▶ **Task details**
Pull out every line below containing the word "PollingConfig".
BEGIN Data for analysis
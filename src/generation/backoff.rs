use std::time::Duration;

use crate::config::PollingConfig;

/// Poll intervals: exponential from `initial`, capped at `max`. Never ends.
#[derive(Debug, Clone)]
pub struct PollSchedule {
    next: Duration,
    max: Duration,
    multiplier: f64,
}

impl PollSchedule {
    pub fn new(initial: Duration, max: Duration, multiplier: f64) -> Self {
        Self {
            next: initial.min(max),
            max,
            multiplier: if multiplier.is_finite() { multiplier.max(1.0) } else { 1.0 },
        }
    }

    pub fn from_config(config: &PollingConfig) -> Self {
        Self::new(config.initial_interval, config.max_interval, config.multiplier)
    }
}

impl Iterator for PollSchedule {
    type Item = Duration;

    fn next(&mut self) -> Option<Duration> {
        let current = self.next;
        let scaled = current.as_secs_f64() * self.multiplier;
        self.next = if scaled >= self.max.as_secs_f64() {
            self.max
        } else {
            Duration::from_secs_f64(scaled)
        };
        Some(current)
    }
}

#[cfg(test)]
mod tests {
    use super::*;

    #[test]
    fn test_intervals_grow_then_cap() {
        let schedule = PollSchedule::new(Duration::from_secs(2), Duration::from_secs(30), 2.0);
        let intervals: Vec<u64> = schedule.take(7).map(|d| d.as_secs()).collect();
        assert_eq!(intervals, vec![2, 4, 8, 16, 30, 30, 30]);
    }

    #[test]
    fn test_intervals_non_decreasing_for_odd_inputs() {
        for (initial, max, multiplier) in [(5, 2, 3.0), (1, 10, 0.5), (1, 10, f64::NAN), (3, 3, 1.0)] {
            let intervals: Vec<Duration> =
                PollSchedule::new(Duration::from_secs(initial), Duration::from_secs(max), multiplier)
                    .take(20)
                    .collect();
            assert!(intervals.windows(2).all(|w| w[0] <= w[1]));
            assert!(intervals.iter().all(|d| *d <= Duration::from_secs(max)));
        }
    }
}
END Data for analysis
▶ **Result of this task**
use crate::config::PollingConfig;
    pub fn from_config(config: &PollingConfig) -> Self {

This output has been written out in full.